There are numerous tours of the museums, and while Father Ed says some can be expensive, they allow visitors to skip the lines. In addition to the many private tour companies, the Vatican has an online ticket office on its home page at mv.vatican.va with a variety of choices.
While the Sistine Chapel is the climax of the museum tour, there is much else to see, such as the magnificent frescoes by Raphael.
Father Ed also suggests hiring a guide for St. Peter’s Basilica.
“Take the tour, especially if it’s your first time,” he says. “Then you can allow time after to go back through and take it all in. It’s worth spending some time.”
First-time visitors should also be aware that the Vatican dress code requires shoulders and midriffs to be covered, and legs to be covered below the knee. There are also security checkpoints and no talking of any kind in the Sistine Chapel.
As one past visitor says, “Just remember, you’re walking on sacred ground.”
Tourists are nonetheless advised to keep a tight hold on their valuables, especially in the crowded vendor areas.
Near the top of Father Ed’s list is the Scavi tour, which takes visitors into archaeological dig areas and the tomb of St. Peter. It is limited to 250 people per day and reservations must be made well in advance. The Vatican website (mv.vatican.va) has specifics.
“Everybody raves about it,” Father Ed says.
Another highlight is a general audience with the pope. Although past popes traveled to Castel Gandolfo during summers, Pope Francis plans to remain in Rome. According to the Prefecture of the Papal Household, the pope will have general audiences through June. They are currently suspended in July. The rest of the pontiff’s summer schedule has not been announced.
For the faithful, if the Pope is having an audience, attending is a must, says Father Ed.
“That is a faith experience,” he says, “It’s an energy that can’t be described, being in the body of Christ, past, present and future. And if you happen to be lucky enough to get into a Mass, wow.”
The pope is scheduled to conduct liturgical celebrations June 4 and June 29.
Papal audiences are held Wednesdays at 10 a.m. Tickets are free and can be requested from Santa Susana Church, the home of the American Catholic Church in Rome (santasusana.org). The audience also can be viewed from the back of St. Peter’s Square without tickets.

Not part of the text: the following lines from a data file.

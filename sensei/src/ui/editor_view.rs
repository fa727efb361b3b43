//! Editor panel renderer.
//!
//! Virtual scrolling like a list: only rows `scroll..scroll + height` are
//! materialised per frame. Each row is a gutter (quality marker plus line
//! number) followed by the highlighted source when the highlighter has caught
//! up, or plain text otherwise. Rows inside the active block get the
//! highlight background across the full panel width.

use ratatui::{
    Frame,
    layout::{Position, Rect},
    style::{Modifier, Style},
    text::{Line, Span},
    widgets::{Block, Paragraph},
};

use sensei_core::annotations::DecorationKind;
use unicode_width::UnicodeWidthChar;

use crate::app::{AppState, Mode, PanelFocus};
use crate::theme::Theme;
use crate::ui::layout::{inner_rect, panel_block};

const TAB: &str = "    ";

/// Screen columns taken by the first `col` chars of `line`, with tabs drawn as
/// `TAB` and wide glyphs counted as two.
fn display_column(line: &str, col: usize) -> usize {
    line.chars()
        .take(col)
        .map(|c| if c == '\t' { TAB.len() } else { c.width().unwrap_or(0) })
        .sum()
}

pub fn render_editor(frame: &mut Frame, area: Rect, state: &mut AppState, theme: &Theme) {
    let is_focused = state.focus == PanelFocus::Editor;
    let title = format!(" source_code.{} ", state.session.document().language.extension());
    frame.render_widget(panel_block(title, is_focused, theme), area);

    let inner = inner_rect(area);
    state.editor.set_viewport_height(inner.height);
    if inner.width == 0 || inner.height == 0 {
        return;
    }

    let total = state.editor.lines().len();
    let digits = total.to_string().len();
    // marker + space + number + space
    let gutter = (digits + 3) as u16;

    let start = state.editor.scroll().min(total.saturating_sub(1));
    let end = (start + inner.height as usize).min(total);
    let highlight = state.current_highlight();

    let mut rows = Vec::with_capacity(end - start);
    for (offset, idx) in (start..end).enumerate() {
        let line_no = idx + 1;
        let y = inner.y + offset as u16;

        if state.editor.is_highlighted(line_no) {
            let row = Rect { x: inner.x, y, width: inner.width, height: 1 };
            frame.render_widget(
                Block::default().style(Style::default().bg(theme.active_highlight_bg)),
                row,
            );
        }

        let marker = match state.editor.line_marker(line_no) {
            Some(DecorationKind::Critical) => {
                Span::styled("●", Style::default().fg(theme.gutter_critical))
            }
            Some(DecorationKind::Warning) => {
                Span::styled("●", Style::default().fg(theme.gutter_warning))
            }
            _ => Span::raw(" "),
        };

        let mut spans = vec![
            marker,
            Span::raw(" "),
            Span::styled(
                format!("{line_no:>digits$} "),
                Style::default().fg(theme.line_number),
            ),
        ];
        match highlight.and_then(|lines| lines.get(idx)) {
            Some(styled) => spans.extend(
                styled
                    .spans
                    .iter()
                    .map(|s| Span::styled(s.content.replace('\t', TAB), s.style)),
            ),
            None => spans.push(Span::styled(
                state.editor.lines()[idx].replace('\t', TAB),
                Style::default().fg(theme.code_text),
            )),
        }
        rows.push(Line::from(spans));
    }
    frame.render_widget(Paragraph::new(rows), inner);

    if state.mode == Mode::Insert && is_focused {
        let (row, col) = state.editor.cursor();
        if row >= start && row < end {
            let column = display_column(&state.editor.lines()[row], col);
            let x = inner
                .x
                .saturating_add(gutter)
                .saturating_add(u16::try_from(column).unwrap_or(u16::MAX));
            let y = inner.y + (row - start) as u16;
            if x < inner.right() {
                frame.set_cursor_position(Position { x, y });
            }
        }
    } else if is_focused && state.mode == Mode::Normal {
        // Show where Insert would start without a blinking cursor.
        let (row, _) = state.editor.cursor();
        if row >= start && row < end {
            let y = inner.y + (row - start) as u16;
            let num = Rect { x: inner.x + 2, y, width: digits as u16, height: 1 };
            frame.buffer_mut().set_style(num, Style::default().add_modifier(Modifier::BOLD));
        }
    }
}

#[cfg(test)]
mod tests {
    use super::*;
    use pretty_assertions::assert_eq;

    #[test]
    fn cursor_column_counts_tabs_and_wide_glyphs() {
        assert_eq!(display_column("abc", 2), 2);
        assert_eq!(display_column("\tx = 1", 2), 5);
        assert_eq!(display_column("名前 = 1", 2), 4);
        assert_eq!(display_column("π", 5), 1, "column past the end stops at the line");
    }
}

An audience with the pope consists of small teachings and readings mainly in Italian and ends in prayer with the pontiff, and a blessing. It usually lasts 90 minutes to two hours.
On Sundays at noon, the pope appears briefly at the window of his apartment with a greeting, short speech, recitation of the Angelus and a blessing.
Although options may at times see overwhelming, Father Ed says it’s important to figure out your main goals.
“Don’t overload yourself,” he says. “If you try to see everything, you won’t see anything well.”
While the Vatican is an important part of any visit to Rome, Father Ed says there is so much more.
“If someone goes to Rome and only sees the Vatican, that would be ridiculous,” he says. “It would be almost sinful.”
Father Ed says even Saint Paul is not buried within the walls of the Vatican and the entire city is steeped in Catholicism. To Father Ed, some of the fascination of Rome is exploring. To him, venturing beyond the Vatican is “necessary to the Catholic experience.”